Christoph Gottlob Müller ( born November 11, 1785 Winnenden, † March 17, 1858 ibid ) was the first native Methodism to Germany.

Life and work

Christoph Gottlob Müller was the son of a butcher from Winnenden near Stuttgart. He learned from his father the butcher's trade and then went on tour. In order not to have to go with the Napoleonic troops in the war, he escaped in 1806 from Strasbourg to England. There he came with the revival and holiness of the Methodists in contact and joined the local Methodist church. He was Klass leader, a kind of group leader, and preached occasionally. In 1830 he visited his parents and brought Methodist piety in pietistic groups of his former home.

Although he traveled back again to his family, small groups who were close to the Methodist movement originated in and around Winnenden. The Winnender Flaschnermeister Imanuel Strubel (1788-1856) asked after a short time the Wesleyan Methodist Missionary Society in London about to send Müller as a missionary to Württemberg. Due to lack of knowledge of the Missionary Society was initially reluctant, sent him in February 1831 but then. In September of the same year followed Müller's family moved to London.

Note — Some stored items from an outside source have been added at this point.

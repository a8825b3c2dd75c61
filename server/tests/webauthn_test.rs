//! Drives the WebAuthn registration and assertion flows with a software
//! ES256 authenticator built on ring.

mod common;

use ciborium::value::Value;
use common::*;
use krin::auth::{webauthn, LoginStep, MfaInput};
use krin::error::ServerError;
use ring::rand::SystemRandom;
use ring::signature::{EcdsaKeyPair, ECDSA_P256_SHA256_ASN1_SIGNING};
use sha2::{Digest, Sha256};

const RP_ID: &str = "photos.example.com";

struct SoftAuthenticator {
    key: EcdsaKeyPair,
    rng: SystemRandom,
    credential_id: Vec<u8>,
    sign_count: u32,
}

impl SoftAuthenticator {
    fn new(credential_id: &[u8]) -> SoftAuthenticator {
        let rng = SystemRandom::new();
        let pkcs8 = EcdsaKeyPair::generate_pkcs8(&ECDSA_P256_SHA256_ASN1_SIGNING, &rng).unwrap();
        let key =
            EcdsaKeyPair::from_pkcs8(&ECDSA_P256_SHA256_ASN1_SIGNING, pkcs8.as_ref(), &rng)
                .unwrap();
        SoftAuthenticator {
            key,
            rng,
            credential_id: credential_id.to_vec(),
            sign_count: 0,
        }
    }

    /// Swaps the private key while keeping the credential id, as a cloned
    /// or reset authenticator would.
    fn rotate_key(&mut self) {
        let pkcs8 = EcdsaKeyPair::generate_pkcs8(&ECDSA_P256_SHA256_ASN1_SIGNING, &self.rng)
            .unwrap();
        self.key =
            EcdsaKeyPair::from_pkcs8(&ECDSA_P256_SHA256_ASN1_SIGNING, pkcs8.as_ref(), &self.rng)
                .unwrap();
    }

    fn cose_public_key(&self) -> Vec<u8> {
        use ring::signature::KeyPair;
        let point = self.key.public_key().as_ref(); // 0x04 || x || y
        let value = Value::Map(vec![
            (Value::Integer(1.into()), Value::Integer(2.into())), // kty: EC2
            (Value::Integer(3.into()), Value::Integer((-7).into())), // alg: ES256
            (Value::Integer((-1).into()), Value::Integer(1.into())), // crv: P-256
            (Value::Integer((-2).into()), Value::Bytes(point[1..33].to_vec())),
            (Value::Integer((-3).into()), Value::Bytes(point[33..65].to_vec())),
        ]);
        let mut out = Vec::new();
        ciborium::ser::into_writer(&value, &mut out).unwrap();
        out
    }

    fn auth_data(&self, flags: u8, attested: bool) -> Vec<u8> {
        let mut out = Vec::new();
        out.extend_from_slice(&Sha256::digest(RP_ID.as_bytes()));
        out.push(flags);
        out.extend_from_slice(&self.sign_count.to_be_bytes());
        if attested {
            out.extend_from_slice(&[0u8; 16]); // aaguid
            out.extend_from_slice(&(self.credential_id.len() as u16).to_be_bytes());
            out.extend_from_slice(&self.credential_id);
            out.extend_from_slice(&self.cose_public_key());
        }
        out
    }

    fn register(&self, challenge: &str) -> webauthn::RegistrationParams {
        let client_data = format!(
            r#"{{"type":"webauthn.create","challenge":"{}","origin":"https://{}"}}"#,
            challenge, RP_ID
        );
        let auth_data = self.auth_data(0x41, true); // UP | AT

        let attestation = Value::Map(vec![
            (Value::Text("fmt".into()), Value::Text("none".into())),
            (Value::Text("attStmt".into()), Value::Map(vec![])),
            (Value::Text("authData".into()), Value::Bytes(auth_data)),
        ]);
        let mut attestation_object = Vec::new();
        ciborium::ser::into_writer(&attestation, &mut attestation_object).unwrap();

        webauthn::RegistrationParams {
            attestation_object: base64::encode_config(
                attestation_object,
                base64::URL_SAFE_NO_PAD,
            ),
            client_data_json: base64::encode_config(client_data, base64::URL_SAFE_NO_PAD),
            transports: vec!["usb".to_string()],
            name: "test key".to_string(),
            discoverable: false,
        }
    }

    fn assert(&mut self, challenge: &str) -> webauthn::AssertionParams {
        self.sign_count += 1;
        let client_data = format!(
            r#"{{"type":"webauthn.get","challenge":"{}","origin":"https://{}"}}"#,
            challenge, RP_ID
        );
        let auth_data = self.auth_data(0x01, false); // UP

        let mut message = auth_data.clone();
        message.extend_from_slice(&Sha256::digest(client_data.as_bytes()));
        let signature = self.key.sign(&self.rng, &message).unwrap();

        webauthn::AssertionParams {
            credential_id: base64::encode_config(&self.credential_id, base64::URL_SAFE_NO_PAD),
            authenticator_data: base64::encode_config(auth_data, base64::URL_SAFE_NO_PAD),
            client_data_json: base64::encode_config(client_data, base64::URL_SAFE_NO_PAD),
            signature: base64::encode_config(signature.as_ref(), base64::URL_SAFE_NO_PAD),
            user_handle: String::new(),
        }
    }
}

fn challenge_of(options: &serde_json::Value) -> String {
    options["challenge"].as_str().unwrap().to_string()
}

#[test]
fn register_assert_then_key_rotation_fails() {
    let (_dir, db) = test_db();
    let auth = auth_service(db.clone());
    let alice = new_account(&auth, "alice@example.com", "pw");
    let mut authenticator = SoftAuthenticator::new(b"cred-1");

    db.set_time_for_testing(Some(1_700_000_000_000));

    // Register.
    let options = auth
        .webauthn_register_begin(alice.user_id, RP_ID, false)
        .unwrap();
    let reg = authenticator.register(&challenge_of(&options));
    auth.webauthn_register_finish(alice.user_id, RP_ID, &reg)
        .unwrap();
    auth.set_require_mfa(alice.user_id, true).unwrap();

    // Login presenting a WebAuthn assertion.
    let caps = MfaInput {
        webauthn: None,
        has_mfa_capability: true,
    };
    let step = auth
        .login_begin("alice@example.com", "pw", &caps, RP_ID)
        .unwrap();
    let options = match step {
        LoginStep::MfaChallenge { options } => options,
        _ => panic!("expected an MFA challenge"),
    };

    let assertion = authenticator.assert(&challenge_of(&options));
    let mfa = MfaInput {
        webauthn: Some(assertion),
        has_mfa_capability: true,
    };
    match auth
        .login_begin("alice@example.com", "pw", &mfa, RP_ID)
        .unwrap()
    {
        LoginStep::Session { user, .. } => assert_eq!(user.user_id, alice.user_id),
        _ => panic!("expected a session"),
    }

    let stored = db.user_by_id(alice.user_id).unwrap().unwrap();
    assert_eq!(stored.webauthn.credentials.len(), 1);
    assert_eq!(stored.webauthn.credentials[0].sign_count, 1);

    // Rotate the authenticator's private key; the next assertion fails
    // and the stored sign counter does not advance.
    authenticator.rotate_key();
    let step = auth
        .login_begin("alice@example.com", "pw", &caps, RP_ID)
        .unwrap();
    let options = match step {
        LoginStep::MfaChallenge { options } => options,
        _ => panic!("expected an MFA challenge"),
    };
    let assertion = authenticator.assert(&challenge_of(&options));
    let mfa = MfaInput {
        webauthn: Some(assertion),
        has_mfa_capability: true,
    };
    let err = auth
        .login_begin("alice@example.com", "pw", &mfa, RP_ID)
        .unwrap_err();
    assert!(matches!(err, ServerError::InvalidCredentials));

    let stored = db.user_by_id(alice.user_id).unwrap().unwrap();
    assert_eq!(stored.webauthn.credentials[0].sign_count, 1);
}

#[test]
fn stale_or_reused_challenges_fail() {
    let (_dir, db) = test_db();
    let auth = auth_service(db.clone());
    let alice = new_account(&auth, "alice@example.com", "pw");
    let authenticator = SoftAuthenticator::new(b"cred-2");

    db.set_time_for_testing(Some(1_700_000_000_000));
    let options = auth
        .webauthn_register_begin(alice.user_id, RP_ID, false)
        .unwrap();
    let reg = authenticator.register(&challenge_of(&options));

    // A registration replayed after its challenge was consumed fails.
    auth.webauthn_register_finish(alice.user_id, RP_ID, &reg)
        .unwrap();
    assert!(auth
        .webauthn_register_finish(alice.user_id, RP_ID, &reg)
        .is_err());

    // An expired challenge fails.
    let options = auth
        .webauthn_register_begin(alice.user_id, RP_ID, false)
        .unwrap();
    db.set_time_for_testing(Some(
        1_700_000_000_000 + webauthn::CHALLENGE_TTL_MS + 1,
    ));
    let reg = authenticator.register(&challenge_of(&options));
    assert!(auth
        .webauthn_register_finish(alice.user_id, RP_ID, &reg)
        .is_err());
}

#[test]
fn wrong_rp_id_is_rejected() {
    let (_dir, db) = test_db();
    let auth = auth_service(db.clone());
    let alice = new_account(&auth, "alice@example.com", "pw");
    let authenticator = SoftAuthenticator::new(b"cred-3");

    db.set_time_for_testing(Some(1_700_000_000_000));
    let options = auth
        .webauthn_register_begin(alice.user_id, "evil.example.com", false)
        .unwrap();
    // The authenticator signs for its own RP; the server expected another.
    let reg = authenticator.register(&challenge_of(&options));
    assert!(auth
        .webauthn_register_finish(alice.user_id, "evil.example.com", &reg)
        .is_err());
}

#[test]
fn managing_credentials_respects_the_mfa_invariant() {
    let (_dir, db) = test_db();
    let auth = auth_service(db.clone());
    let alice = new_account(&auth, "alice@example.com", "pw");
    let authenticator = SoftAuthenticator::new(b"cred-4");

    db.set_time_for_testing(Some(1_700_000_000_000));
    let options = auth
        .webauthn_register_begin(alice.user_id, RP_ID, false)
        .unwrap();
    let reg = authenticator.register(&challenge_of(&options));
    auth.webauthn_register_finish(alice.user_id, RP_ID, &reg)
        .unwrap();
    auth.set_require_mfa(alice.user_id, true).unwrap();

    let keys = auth.webauthn_keys(&db.user_by_id(alice.user_id).unwrap().unwrap());
    assert_eq!(keys.len(), 1);
    let id = keys[0]["id"].as_str().unwrap().to_string();

    // Removing the only credential of an MFA-required account fails.
    assert!(auth
        .webauthn_update_keys(alice.user_id, &[id.clone()], &[])
        .is_err());

    auth.webauthn_update_keys(alice.user_id, &[], &[(id.clone(), "renamed".to_string())])
        .unwrap();
    let user = db.user_by_id(alice.user_id).unwrap().unwrap();
    assert_eq!(user.webauthn.credentials[0].name, "renamed");

    auth.set_require_mfa(alice.user_id, false).unwrap();
    auth.webauthn_update_keys(alice.user_id, &[id], &[]).unwrap();
    assert!(db
        .user_by_id(alice.user_id)
        .unwrap()
        .unwrap()
        .webauthn
        .credentials
        .is_empty());
}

Mueller was initially the Moravian Church near and spoke at their meetings, but then pulled back from religious differences of the Moravians and held meetings in his parents' house, where he testified his personal Christian faith. Many people joined in, and then the movement spread. The upper office Waiblingen was not uneasy about the feed to the miller, so that he was repeatedly questioned by the bailiff and the county government even aufkündigte him in July 1832, the residence permit, which was later recanted. Anyway, Müller and his people did not come with the state church in serious conflict, because the visitors of his meetings continue visited the regional church services and were the sacraments, baptism and communion, spend out of their pastors. As John Wesley before him, Miller refused to separate from the state church. Rather Müller tried to awaken the spiritual life within the state church and also maintained a friendly relationship to Winnender pastor 's home.

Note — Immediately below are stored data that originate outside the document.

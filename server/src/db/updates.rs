use super::Db;
use crate::error::ServerResult;
use serde::Serialize;
use wire::{GetUpdatesParams, Set};

/// Everything a device needs to catch up from its six cursors.
#[derive(Serialize, Clone, Debug)]
pub struct Updates {
    pub files: Vec<wire::FileRecord>,
    pub trash: Vec<wire::FileRecord>,
    pub albums: Vec<wire::AlbumRecord>,
    #[serde(rename = "albumFiles")]
    pub album_files: Vec<wire::FileRecord>,
    pub contacts: Vec<wire::ContactRecord>,
    pub deletes: Vec<wire::DeleteRecord>,
    #[serde(rename = "spaceUsed")]
    pub space_used: i64,
    #[serde(rename = "spaceQuota")]
    pub space_quota: i64,
    #[serde(skip)]
    pub out_of_sync: bool,
}

impl Db {
    /// Assembles one incremental sync response. Entries are strictly newer
    /// than their cursor, so a client that reissues with the maximum
    /// `date_modified` it received never sees the same entry twice. A
    /// failure reading any sub-aggregate fails the whole call; a partial
    /// view must not look complete.
    pub fn get_updates(&self, user: u64, cursors: &GetUpdatesParams) -> ServerResult<Updates> {
        let files = self.file_updates(user, Set::Gallery, cursors.files_st)?;
        let trash = self.file_updates(user, Set::Trash, cursors.trash_st)?;
        let albums = self.album_updates(user, cursors.albums_st)?;
        let album_files = self.file_updates(user, Set::Album, cursors.album_files_st)?;
        let contacts = self.contact_updates(user, cursors.cnt_st)?;
        let (deletes, out_of_sync) = self.delete_updates(user, cursors.del_st)?;

        Ok(Updates {
            files,
            trash,
            albums,
            album_files,
            contacts,
            deletes,
            space_used: self.space_used(user)?,
            space_quota: self.quota(user)?.unwrap_or(-1),
            out_of_sync,
        })
    }
}
use super::{Db, LockKey, UserIndex, USERS_INDEX};
use crate::crypto::envelope::KeyPair;
use crate::crypto::{MasterKey, SecretBytes};
use crate::error::{ServerError, ServerResult};
use crate::storage::SecureStore;
use rand::Rng;
use serde::{Deserialize, Serialize};
use std::collections::HashSet;
use wire::Set;

/// A pointer at a disabled shadow account, plus the shadow account's
/// password sealed by the client for its own recovery.
#[derive(Serialize, Deserialize, Clone, Debug)]
pub struct Decoy {
    pub user_id: u64,
    pub encrypted_password: String,
}

#[derive(Serialize, Deserialize, Clone, Default, Debug)]
pub struct PushSubscription {
    pub endpoint: String,
    pub auth: String,
    pub p256dh: String,
    pub date_created: i64,
}

#[derive(Serialize, Deserialize, Clone, Default, Debug)]
pub struct PushConfig {
    pub endpoints: Vec<PushSubscription>,
}

#[derive(Serialize, Deserialize, Clone, Debug)]
pub struct UserRecord {
    pub user_id: u64,
    pub email: String,
    /// bcrypt, cost 12.
    pub hashed_password: String,
    /// Opaque hex string handed to clients before login.
    pub salt: String,
    /// Client-generated blob: public key, optionally followed by the
    /// client's own encrypted secret key.
    pub key_bundle: String,
    pub public_key: Vec<u8>,
    /// Server half of the per-user key pair, wrapped under the master key.
    pub server_secret_key: Vec<u8>,
    /// Token signing key, wrapped under the master key.
    pub token_key: Vec<u8>,
    /// Hashes of currently valid session tokens.
    pub valid_tokens: HashSet<String>,
    pub home_folder: String,
    pub is_backup: bool,
    pub login_disabled: bool,
    pub need_approval: bool,
    pub admin: bool,
    pub require_mfa: bool,
    /// Base32 TOTP secret; empty when OTP is not enrolled.
    pub otp_key: String,
    pub webauthn: crate::auth::webauthn::WebauthnConfig,
    pub push: PushConfig,
    pub decoys: Vec<Decoy>,
}

impl UserRecord {
    pub fn keypair(&self, master: &MasterKey) -> ServerResult<KeyPair> {
        let secret = master.decrypt(&self.server_secret_key)?;
        KeyPair::from_secret(&secret)
    }

    pub fn unwrapped_token_key(&self, master: &MasterKey) -> ServerResult<SecretBytes> {
        Ok(SecretBytes::new(master.decrypt(&self.token_key)?))
    }

    /// True when at least one MFA factor is registered.
    pub fn has_mfa_factor(&self) -> bool {
        !self.otp_key.is_empty() || !self.webauthn.credentials.is_empty()
    }
}

/// Everything the authentication layer prepares before an account exists.
pub struct NewUser {
    pub email: String,
    pub hashed_password: String,
    pub salt: String,
    pub key_bundle: String,
    pub public_key: Vec<u8>,
    pub is_backup: bool,
    pub need_approval: bool,
}

fn valid_email(email: &str) -> bool {
    let count = email.chars().count();
    count > 0 && count <= 64 && !email.chars().any(|c| c.is_control())
}

impl Db {
    pub fn add_user(&self, new: NewUser) -> ServerResult<UserRecord> {
        if !valid_email(&new.email) {
            return Err(ServerError::BadRequest);
        }

        let _index = self.store().lock(USERS_INDEX);
        let mut index: UserIndex = self.store().snapshot(USERS_INDEX)?.unwrap_or_default();
        if index.emails.contains_key(&new.email) {
            return Err(ServerError::EmailTaken);
        }
        let user_id = index.next_id + 1;

        let keypair = KeyPair::generate();
        let master = self.master();
        let token_key = SecretBytes::random(32);

        let user = UserRecord {
            user_id,
            email: new.email.clone(),
            hashed_password: new.hashed_password,
            salt: new.salt,
            key_bundle: new.key_bundle,
            public_key: new.public_key,
            server_secret_key: master.encrypt(keypair.secret_bytes()),
            token_key: master.encrypt(token_key.as_slice()),
            valid_tokens: HashSet::new(),
            home_folder: SecureStore::hash_string(&format!(
                "home-{}-{}",
                user_id,
                rand::thread_rng().gen::<u64>()
            )),
            is_backup: new.is_backup,
            login_disabled: false,
            need_approval: new.need_approval,
            admin: false,
            require_mfa: false,
            otp_key: String::new(),
            webauthn: Default::default(),
            push: Default::default(),
            decoys: Vec::new(),
        };

        {
            let _lock = self.store().lock(&Db::user_key(user_id));
            self.store().put(&Db::user_key(user_id), &user)?;
        }
        self.store()
            .create_empty::<super::FileSet>(&Db::fileset_key(user_id, Set::Gallery))?;
        self.store()
            .create_empty::<super::FileSet>(&Db::fileset_key(user_id, Set::Trash))?;
        self.store()
            .create_empty::<super::album::AlbumRefs>(&Db::album_refs_key(user_id))?;
        self.store()
            .create_empty::<super::ContactList>(&Db::contacts_key(user_id))?;
        self.store()
            .create_empty::<super::DeleteLog>(&Db::deletes_key(user_id))?;

        // The index write is the commit point; a crash before it leaves
        // unreachable files behind and the registration is retried.
        index.next_id = user_id;
        index.emails.insert(new.email, user_id);
        self.store().put(USERS_INDEX, &index)?;

        Ok(user)
    }

    pub fn user_by_id(&self, id: u64) -> ServerResult<Option<UserRecord>> {
        self.store().snapshot(&Db::user_key(id))
    }

    pub fn user_by_email(&self, email: &str) -> ServerResult<Option<UserRecord>> {
        let index: UserIndex = self.store().snapshot(USERS_INDEX)?.unwrap_or_default();
        match index.emails.get(email) {
            None => Ok(None),
            Some(&id) => self.user_by_id(id),
        }
    }

    pub fn user_ids(&self) -> ServerResult<Vec<u64>> {
        let index: UserIndex = self.store().snapshot(USERS_INDEX)?.unwrap_or_default();
        let mut ids: Vec<u64> = index.emails.values().copied().collect();
        ids.sort_unstable();
        Ok(ids)
    }

    /// The central mutation primitive: exclusive lock on the user record,
    /// mutate a copy, commit atomically when the closure returns Ok.
    pub fn mutate_user<F>(&self, id: u64, f: F) -> ServerResult<UserRecord>
    where
        F: FnOnce(&mut UserRecord) -> ServerResult<()>,
    {
        let key = Db::user_key(id);
        let _lock = self.store().lock(&key);
        let mut user: UserRecord = self
            .store()
            .snapshot(&key)?
            .ok_or(ServerError::NotFound)?;
        f(&mut user)?;
        self.store().put(&key, &user)?;
        Ok(user)
    }

    /// Replaces the whole record. The record must already exist.
    pub fn update_user(&self, user: &UserRecord) -> ServerResult<()> {
        let key = Db::user_key(user.user_id);
        let _lock = self.store().lock(&key);
        if self.store().snapshot::<UserRecord>(&key)?.is_none() {
            return Err(ServerError::NotFound);
        }
        self.store().put(&key, user)?;
        Ok(())
    }

    pub fn rename_user(&self, id: u64, new_email: &str) -> ServerResult<()> {
        if !valid_email(new_email) {
            return Err(ServerError::BadRequest);
        }

        let _index_lock = self.store().lock(USERS_INDEX);
        let mut index: UserIndex = self.store().snapshot(USERS_INDEX)?.unwrap_or_default();
        if index.emails.contains_key(new_email) {
            return Err(ServerError::EmailTaken);
        }

        let old_email = self
            .user_by_id(id)?
            .ok_or(ServerError::NotFound)?
            .email;
        self.mutate_user(id, |user| {
            user.email = new_email.to_string();
            Ok(())
        })?;

        index.emails.remove(&old_email);
        index.emails.insert(new_email.to_string(), id);
        self.store().put(USERS_INDEX, &index)?;

        // Refresh the cached email in the contact lists that reference it.
        let now = self.now_ms();
        let contacts: super::ContactList = self
            .store()
            .snapshot(&Db::contacts_key(id))?
            .unwrap_or_default();
        for &peer in contacts.contacts.keys() {
            let _ = self.store().update::<super::ContactList, _>(
                &Db::contacts_key(peer),
                |cur| {
                    let mut list = cur.unwrap_or_default();
                    if let Some(c) = list.contacts.get_mut(&id) {
                        c.email = new_email.to_string();
                        c.date_modified = now;
                    }
                    Ok(list)
                },
            );
        }
        Ok(())
    }

    /// Removes the account and everything only it can reach: session
    /// tokens, filesets, owned albums (with tombstones for their members),
    /// memberships, contacts on both sides, and blobs no other fileset
    /// references.
    pub fn delete_user(&self, id: u64) -> ServerResult<()> {
        let user = self.user_by_id(id)?.ok_or(ServerError::NotFound)?;
        let now = self.now_ms();

        let refs: super::album::AlbumRefs = self
            .store()
            .snapshot(&Db::album_refs_key(id))?
            .unwrap_or_default();
        for aref in refs.albums.values() {
            if aref.owner_id == id {
                self.delete_album(id, &aref.album_id)?;
            } else {
                // Leaving quietly: other members keep their view.
                let _ = self.leave_album(id, &aref.album_id);
            }
        }

        // Contact removal tombstones for everyone who had this user.
        let contacts: super::ContactList = self
            .store()
            .snapshot(&Db::contacts_key(id))?
            .unwrap_or_default();
        for &peer in contacts.contacts.keys() {
            let locks = self.lock_all(vec![
                LockKey {
                    user: peer,
                    rank: super::RANK_CONTACTS,
                    key: Db::contacts_key(peer),
                },
                LockKey {
                    user: peer,
                    rank: super::RANK_DELETES,
                    key: Db::deletes_key(peer),
                },
            ]);
            let mut list: super::ContactList = self
                .store()
                .snapshot(&Db::contacts_key(peer))?
                .unwrap_or_default();
            if list.contacts.remove(&id).is_some() {
                self.store().put(&Db::contacts_key(peer), &list)?;
                self.append_tombstone(
                    peer,
                    super::DeleteEntry {
                        file: id.to_string(),
                        album_id: String::new(),
                        kind: wire::delete_type::CONTACT,
                        date: now,
                    },
                )?;
            }
            drop(locks);
        }

        // Blobs that no surviving fileset references.
        let mut own: HashSet<String> = HashSet::new();
        for set in [Set::Gallery, Set::Trash] {
            let fs: super::FileSet = self
                .store()
                .snapshot(&Db::fileset_key(id, set))?
                .unwrap_or_default();
            for spec in fs.files.values() {
                own.insert(spec.store_file.clone());
                if !spec.store_thumb.is_empty() {
                    own.insert(spec.store_thumb.clone());
                }
            }
        }
        let still_referenced = self.referenced_blobs_excluding(id)?;
        for name in own.difference(&still_referenced) {
            let _ = self.store().delete_blob(name);
        }

        self.store().delete(&Db::fileset_key(id, Set::Gallery))?;
        self.store().delete(&Db::fileset_key(id, Set::Trash))?;
        self.store().delete(&Db::album_refs_key(id))?;
        self.store().delete(&Db::contacts_key(id))?;
        self.store().delete(&Db::deletes_key(id))?;
        self.store().delete(&Db::user_key(id))?;

        self.edit_quota(id, None)?;

        let _index_lock = self.store().lock(USERS_INDEX);
        let mut index: UserIndex = self.store().snapshot(USERS_INDEX)?.unwrap_or_default();
        index.emails.remove(&user.email);
        self.store().put(USERS_INDEX, &index)?;
        Ok(())
    }

    /// Blob names referenced by any fileset other than `excluded`'s own
    /// gallery and trash (album filesets of albums owned by `excluded` are
    /// deleted before this runs).
    fn referenced_blobs_excluding(&self, excluded: u64) -> ServerResult<HashSet<String>> {
        let mut referenced = HashSet::new();
        for other in self.user_ids()? {
            if other == excluded {
                continue;
            }
            for (_, spec) in self.all_file_specs(other)? {
                referenced.insert(spec.store_file.clone());
                if !spec.store_thumb.is_empty() {
                    referenced.insert(spec.store_thumb.clone());
                }
            }
        }
        Ok(referenced)
    }
}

Already in 1835 reported Müller to London that his community in Winnenden counted 326 members. End of 1839 there were 622 members and 64 employees, who held 80 meetings a week. Until 1848 the size of the Methodist community had grown to about 1500 to 2000 people. In that year, Müller made ​​his missionary work due to asthma suffering to a large extent. Christoph Gottlob Müller died in 1858 and left behind " pietistic communities with Methodist paint " (lit.: cited in Steckel, Summer, p.86) - as its direct successor Lyth.

The movement ( Wesleyan Methodist Community ) spread under Müller's successors John Lyth ( 1821-1886 ) and later John Barratt ( 1832-1892 ) - both were ordained pastors of the British Methodist Church - gradually to Baden, Bavaria, Austria, Bohemia and Silesia from. It was in 1897 incorporated into the Methodist Episcopal Church.